Petit, comme beaucoup de nous dans la cour de récréation, Vincent avait joué à "Tu préférerais être sourd ou aveugle ? " Entre les deux options, il n’a même pas eu le choix. Lui qui boit du jus de carotte, mange bio, ne fume pas, court vingt kilomètres tous les dimanches… Pourquoi, alors, lui ? Quelle erreur a-t-il commise ? "Il aimerait se réveiller dans la peau d’un autre, rembobiner la journée depuis le début. Pulvériser le jeudi 25 avril. Rayer cette ophtalmo de la carte ."
Un long chemin de deuils
Comment l’annoncer ? "Son cœur cogne dans sa poitrine, tant qu’il ne le dit pas, ça n’existe pas ." Ce soir, pourtant, il choisit la sincérité. Il racontera l’irracontable. Maudira l’injustice de ce destin. Lui qui voulait devenir père, avoir un enfant sans voir a-t-il encore un sens ?

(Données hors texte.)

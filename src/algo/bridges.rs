/*!
# Bridges and articulation points

A single low-link DFS over an undirected graph computes both:
- a tree edge `(u, v)` is a **bridge** if `low[v] > disc[u]`,
- `u` is an **articulation point** if it is a DFS root with more than one child, or a non-root
  with some child `v` satisfying `low[v] >= disc[u]`.

The tree edge leading into a node is skipped by edge index rather than by parent node, so a
pair of parallel edges correctly protects both of its endpoints.
*/

use super::*;

/// Result of [`bridges_and_articulation_points`]
#[derive(Debug, Clone, PartialEq, Default, Serialize)]
pub struct CutStructure {
    /// Bridge edge ids in the order they were identified
    pub bridges: Vec<String>,
    /// Articulation points in node order
    pub articulation_points: Vec<String>,
}

struct BridgeSearch<'a, G>
where
    G: AdjacencyList,
{
    graph: &'a G,
    nodes_info: Vec<NodeInfo>,
    time: Node,
    bridges: Vec<NumEdges>,
    is_articulation: NodeBitSet,
}

impl<'a, G> BridgeSearch<'a, G>
where
    G: AdjacencyList,
{
    fn new(graph: &'a G) -> Self {
        let n = graph.number_of_nodes();
        Self {
            graph,
            nodes_info: vec![NodeInfo::default(); n as usize],
            time: 0,
            bridges: Vec::new(),
            is_articulation: NodeBitSet::new(n),
        }
    }

    fn compute(mut self) -> (Vec<NumEdges>, NodeBitSet) {
        for u in self.graph.vertices() {
            if self.nodes_info[u as usize].discovery == 0 {
                self.compute_tree(u);
            }
        }

        (self.bridges, self.is_articulation)
    }

    fn discover(&mut self, u: Node, parent_edge: Option<NumEdges>) {
        self.time += 1;
        self.nodes_info[u as usize] = NodeInfo {
            discovery: self.time,
            low: self.time,
            parent_edge,
            children: 0,
        };
    }

    fn compute_tree(&mut self, root: Node) {
        let graph = self.graph;
        self.discover(root, None);
        let mut stack: Vec<(Node, usize)> = vec![(root, 0)];

        while let Some(frame) = stack.last_mut() {
            let (u, pos) = *frame;
            frame.1 += 1;

            if let Some(arc) = graph.arcs_of(u).get(pos) {
                let v = arc.target;
                if self.nodes_info[v as usize].discovery == 0 {
                    self.nodes_info[u as usize].children += 1;
                    self.discover(v, Some(arc.edge));
                    stack.push((v, 0));
                } else if self.nodes_info[u as usize].parent_edge != Some(arc.edge) {
                    let v_disc = self.nodes_info[v as usize].discovery;
                    self.nodes_info[u as usize].update_low(v_disc);
                }
                continue;
            }

            // all neighbors of `u` are done; report to its parent
            stack.pop();
            let Some(&(parent, _)) = stack.last() else {
                if self.nodes_info[u as usize].children > 1 {
                    self.is_articulation.set_bit(u);
                }
                continue;
            };

            let info_u = self.nodes_info[u as usize];
            self.nodes_info[parent as usize].update_low(info_u.low);

            let parent_disc = self.nodes_info[parent as usize].discovery;
            if info_u.low > parent_disc
                && let Some(e) = info_u.parent_edge
            {
                self.bridges.push(e);
            }
            if info_u.low >= parent_disc && parent != root {
                self.is_articulation.set_bit(parent);
            }
        }
    }
}

#[derive(Clone, Copy, Default)]
struct NodeInfo {
    /// `0` marks an undiscovered node
    discovery: Node,
    low: Node,
    parent_edge: Option<NumEdges>,
    children: Node,
}

impl NodeInfo {
    fn update_low(&mut self, value: Node) {
        self.low = self.low.min(value);
    }
}

/// Computes bridges and articulation points of an undirected graph in one pass
#[tracing::instrument(skip(graph), fields(nodes = graph.number_of_nodes()))]
pub fn bridges_and_articulation_points(graph: &Graph) -> Result<CutStructure> {
    graph.require_nodes()?;
    if graph.is_directed() {
        return Err(GraphError::not_applicable(
            "bridges and articulation points",
            false,
        ));
    }

    let adj = Adjacency::of(graph);
    let (bridges, articulation) = BridgeSearch::new(&adj).compute();

    tracing::debug!(
        bridges = bridges.len(),
        articulation_points = articulation.cardinality(),
        "cut structure computed"
    );

    Ok(CutStructure {
        bridges: graph.edge_ids(bridges),
        articulation_points: graph.node_ids(graph.vertices().filter(|&u| articulation.get_bit(u))),
    })
}

/// Bridge edge ids of an undirected graph
pub fn bridges(graph: &Graph) -> Result<Vec<String>> {
    Ok(bridges_and_articulation_points(graph)?.bridges)
}

/// Articulation points of an undirected graph
pub fn articulation_points(graph: &Graph) -> Result<Vec<String>> {
    Ok(bridges_and_articulation_points(graph)?.articulation_points)
}

#[cfg(test)]
mod test {
    use super::*;
    use crate::{error::ErrorKind, testing::*};
    use rand::SeedableRng;
    use rand_pcg::Pcg64Mcg;

    #[test]
    fn bridges_in_path() {
        for n in [1usize, 5, 10, 15] {
            let ids = (0..n).map(|i| format!("{i:02}")).collect_vec();
            let mut graph = Graph::undirected();
            for id in &ids {
                graph.add_node(id.as_str()).unwrap();
            }
            for w in ids.windows(2) {
                graph.add_edge(&w[0], &w[1], None).unwrap();
            }

            let mut found = bridges(&graph).unwrap();
            found.sort();
            let expected = ids.windows(2).map(|w| format!("{}-{}", w[0], w[1])).collect_vec();
            assert_eq!(found, expected);

            let cut = articulation_points(&graph).unwrap();
            assert_eq!(cut.len(), n.saturating_sub(2));
        }
    }

    #[test]
    fn bridge_in_example() {
        // two triangles joined by the edge 1-3
        let graph = unweighted_graph(
            false,
            &["0", "1", "2", "3", "4", "5"],
            &[("0", "1"), ("0", "2"), ("2", "1"), ("1", "3"), ("3", "4"), ("4", "5"), ("5", "3")],
        );

        let result = bridges_and_articulation_points(&graph).unwrap();
        assert_eq!(result.bridges, vec!["1-3"]);
        assert_eq!(result.articulation_points, vec!["1", "3"]);
    }

    #[test]
    fn star_center_is_articulation_point() {
        let graph = unweighted_graph(
            false,
            &["C", "A", "B", "D"],
            &[("C", "A"), ("C", "B"), ("C", "D")],
        );

        let result = bridges_and_articulation_points(&graph).unwrap();
        assert_eq!(result.articulation_points, vec!["C"]);
        assert_eq!(result.bridges.len(), 3);
    }

    #[test]
    fn parallel_edges_are_not_bridges() {
        let graph = unweighted_graph(false, &["A", "B", "C"], &[("A", "B"), ("B", "A"), ("B", "C")]);

        let result = bridges_and_articulation_points(&graph).unwrap();
        assert_eq!(result.bridges, vec!["B-C"]);
        assert_eq!(result.articulation_points, vec!["B"]);
    }

    #[test]
    fn directed_is_not_applicable() {
        let graph = unweighted_graph(true, &["A", "B"], &[("A", "B")]);
        assert_eq!(
            bridges(&graph).unwrap_err().kind(),
            ErrorKind::NotApplicable
        );
    }

    /// Removing a bridge must increase the number of components, any other edge must not
    #[test]
    fn bridges_match_brute_force() {
        let rng = &mut Pcg64Mcg::seed_from_u64(5);
        for _ in 0..20 {
            let graph = Gnp::new()
                .nodes(10)
                .prob(0.2)
                .weights(1, 1)
                .generate(rng)
                .unwrap();
            let base = check_connectivity(&graph).unwrap().components.len();
            let found = bridges(&graph).unwrap();

            for (i, edge) in graph.edges().iter().enumerate() {
                let mut reduced = Graph::undirected();
                for node in graph.nodes() {
                    reduced.add_node(node.id.as_str()).unwrap();
                }
                for (j, other) in graph.edges().iter().enumerate() {
                    if i != j {
                        reduced
                            .add_edge_with_id(
                                other.id.as_str(),
                                graph.node_id(other.source()),
                                graph.node_id(other.target()),
                                None,
                            )
                            .unwrap();
                    }
                }

                let comps = check_connectivity(&reduced).unwrap().components.len();
                assert_eq!(comps > base, found.contains(&edge.id));
            }
        }
    }
}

Il se voit déjà, Vincent Morel, ex-joueur de tennis, ex-professeur, ex-voyant… Un long chemin de deuils qui ne fait que commencer.
Mais que faire d’ici au jour du basculement dans un autre monde, dans cette nouvelle dimension ? Le compte à rebours avant le black-out galope. Vite, tout emmagasiner avant que l’obscurité ne tombe pour lui, profiter de ses ultimes moments en couleurs, s’en souvenir avant de s’enfoncer pour toujours dans le noir. Combien de temps encore se rappellera-t-il du jaune des boutons d’or ?
Écrire dans son cahier ce qui lui passe par la tête ou ce qui atterrit dans ses oreilles. Ainsi, en date du 13 mai : "Ray Charles est devenu malvoyant à l’âge de sept ans. Quinze ans après, il jouait du piano à Las Vegas devant 50 000 personnes." Trois jours plus tard : "T’irais pas demander un avis aux États-Unis ? ", "J’ai regardé sur Internet, c’est terrifiant", "Moi, si ça m’arrivait, j’me flinguerais", "Ton lacet est défait"…
Plutôt que s’entourer - même ses parents sont de trop -, Vincent aspire à la solitude et va se réfugier à la campagne, dans la maison de son grand-père décédé. Retrouver ses racines : son salut ? C’est en tout cas dans cet endroit qui le rassure, où ressurgissent ses souvenirs d’enfance, qu’il réapprend à écouter (le chant des oiseaux), sentir (la douceur du soleil sur sa peau), humer (le parfum des fleurs), toucher (les légumes de son potager). Les mains plongées dans la terre, il se connecte à ses sens, à l’instant présent, aux autres.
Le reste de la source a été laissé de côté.